Com a morte de um ente querido, toda a família precisa fazer o trabalho de luto. (Detalhe da fachada da Igreja da Sagrada Família, que fotografei em Barcelona)

– Vovô virou estrelinha – disse Carolina ao comunicar a morte de seu pai para Bruno, seu filho de cinco anos.

– Estrelinha, mamãe?! Vovô morreu, foi para o cemitério e virou zumbi! – retrucou o menino, surpreendendo a mãe.

No trabalho com famílias, é frequente a questão de como abordar o tema da morte com crianças. Uma das perguntas habituais é se devemos “poupar” a criança de ir a velórios e enterros. Lembro-me da minha infância, em que os mortos eram velados nas casas, e as crianças se aproximavam do caixão, tocavam o cadáver com curiosidade e comentavam o que percebiam.

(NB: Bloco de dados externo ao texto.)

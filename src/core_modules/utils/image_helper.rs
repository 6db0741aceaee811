pub mod image_helper {
    use crate::core_modules::cell::CellLabel;
    use crate::core_modules::error::{BlobError, Result};
    use crate::core_modules::grid_loader::Grid;
    use image::{ImageFormat, Rgba, RgbaImage};
    use std::path::Path;

    const BACKGROUND: Rgba<u8> = Rgba([0, 0, 0, 255]);
    const UNDISCOVERED: Rgba<u8> = Rgba([255, 255, 255, 255]);

    const PALETTE: [[u8; 3]; 8] = [
        [230, 25, 75],
        [60, 180, 75],
        [255, 225, 25],
        [0, 130, 200],
        [245, 130, 48],
        [145, 30, 180],
        [70, 240, 240],
        [240, 50, 230],
    ];

    /// Color assigned to a blob ID. Cycles through the palette.
    pub fn blob_color(id: u32) -> Rgba<u8> {
        let [r, g, b] = PALETTE[(id.saturating_sub(1) as usize) % PALETTE.len()];
        Rgba([r, g, b, 255])
    }

    /// Image `(width, height)` for a grid, or an error if either side exceeds `u32`.
    pub fn image_dimensions(rows: usize, columns: usize) -> Result<(u32, u32)> {
        match (u32::try_from(columns), u32::try_from(rows)) {
            (Ok(width), Ok(height)) => Ok((width, height)),
            _ => Err(BlobError::ImageTooLarge { rows, columns }),
        }
    }

    /// Renders the grid as one pixel per cell: x is the column, y is the row.
    pub fn label_map(grid: &Grid) -> Result<RgbaImage> {
        let (width, height) = image_dimensions(grid.rows(), grid.columns())?;
        let mut image = RgbaImage::new(width, height);
        for cell in grid.cells() {
            let color = match cell.label {
                CellLabel::Background => BACKGROUND,
                CellLabel::Undiscovered => UNDISCOVERED,
                CellLabel::Blob(id) => blob_color(id),
            };
            let (x, y) = image_dimensions(cell.position.row, cell.position.column)?;
            image.put_pixel(x, y, color);
        }
        Ok(image)
    }

    /// Writes the label map of `grid` to `path` as a PNG.
    pub fn save_label_map(path: impl AsRef<Path>, grid: &Grid) -> Result<()> {
        let path = path.as_ref();
        label_map(grid)?.save_with_format(path, ImageFormat::Png)?;
        log::info!("Label map written to {}", path.display());
        Ok(())
    }
}
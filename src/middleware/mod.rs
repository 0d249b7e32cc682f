mod forbidden;
mod registry;

pub mod pipeline;

pub use forbidden::ForbiddenMiddleware;
pub use registry::MiddlewareRegistry;

use actix_web::HttpRequest;
use anyhow::Result;

use crate::response::Response;

/// Name under which the default forbidden handler is registered.
pub const FORBIDDEN_MIDDLEWARE: &str = "forbidden";

/// Trait for chain-style request middlewares
///
/// A middleware receives the incoming request, the in-progress response and
/// the continuation for the rest of the chain. Per invocation it must do
/// exactly one of two things:
/// - Call `next` to continue the chain
/// - Return a response directly to short-circuit it
///
/// The trait is thread-safe and can be shared across threads.
pub trait Middleware: Send + Sync {
    /// Handles a request at this position in the chain
    ///
    /// # Arguments
    /// * `req` - The incoming HTTP request
    /// * `resp` - The in-progress response value
    /// * `next` - Continuation for the remainder of the chain
    /// * `registry` - Registry to resolve other middlewares by name
    ///
    /// # Returns
    /// * `Result<Response>` - The response produced by this middleware or
    ///   by the rest of the chain
    fn handle(
        &self,
        req: &HttpRequest,
        resp: Response,
        next: Next<'_>,
        registry: &MiddlewareRegistry,
    ) -> Result<Response>;
}

impl std::fmt::Debug for dyn Middleware {
    fn fmt(&self, f: &mut std::fmt::Formatter<'_>) -> std::fmt::Result {
        f.write_str("dyn Middleware")
    }
}

/// Single-use continuation representing the rest of the chain.
///
/// `run` consumes the continuation, so a middleware cannot invoke the
/// remainder of the chain more than once.
pub struct Next<'a> {
    f: Box<dyn FnOnce(&HttpRequest, Response) -> Result<Response> + 'a>,
}

impl<'a> Next<'a> {
    pub fn new<F>(f: F) -> Self
    where
        F: FnOnce(&HttpRequest, Response) -> Result<Response> + 'a,
    {
        Self { f: Box::new(f) }
    }

    /// Runs the remainder of the chain.
    pub fn run(self, req: &HttpRequest, resp: Response) -> Result<Response> {
        (self.f)(req, resp)
    }
}

/// The right a guard recorded on the request before delegating to its
/// fallback handler. Stored in the request's extensions.
#[derive(Debug, Clone, PartialEq, Eq)]
pub struct RequiredRight(pub String);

E o que é “poupar” as crianças, que presenciam cenas horripilantes de mortes violentas nos noticiários, sem falar nas que vivem em comunidades onde predomina a linguagem da violência, que precisam aprender a se proteger dos tiroteios e se deparam com cadáveres ensanguentados nas ruas?

A morte faz parte da vida, mas falar sobre isso virou tabu. Conheço alguns pais que, preocupados com a morte de um bichinho de estimação, compraram outro “igualzinho” para colocar em casa, antes que o filho retornasse da escola, na esperança de que este não percebesse o que acontecera. Crianças não são bobas, e lidam com a realidade muito melhor do que alguns adultos, como mostrou Bruno para sua mãe.

Com crianças pequenas, podemos falar sobre o ciclo da vida mostrando as flores que desabrocham e depois completam seu tempo. E dizer que o mesmo acontece com os demais seres. Em algum momento, morrerá alguém da família, do círculo de amigos, ou até mesmo colegas de escola. As crianças maiores fazem perguntas difíceis de responder: “Se Deus é tão bom, por que levou minha mãe”? “Meu colega morreu no acidente. Eu também posso morrer”? “Mamãe, se você morrer, quem vai cuidar de mim”? “Eu também quero morrer para encontrar o papai no céu”!

Se a família segue uma religião, poderá rezar pela pessoa que morreu e explicar que nosso corpo é apenas uma embalagem temporária para um espírito que continua a existir. Se não há um referencial de espiritualidade, explicar que a pessoa continua viva em nosso amor e em nossas lembranças. É claro que isso não extingue a tristeza e a saudade pela falta da proximidade física. E vale lembrar que o mais importante é oferecer a escuta acolhedora dos sentimentos e das questões que surgem no decorrer do trabalho de luto que precisará ser feito por toda a família.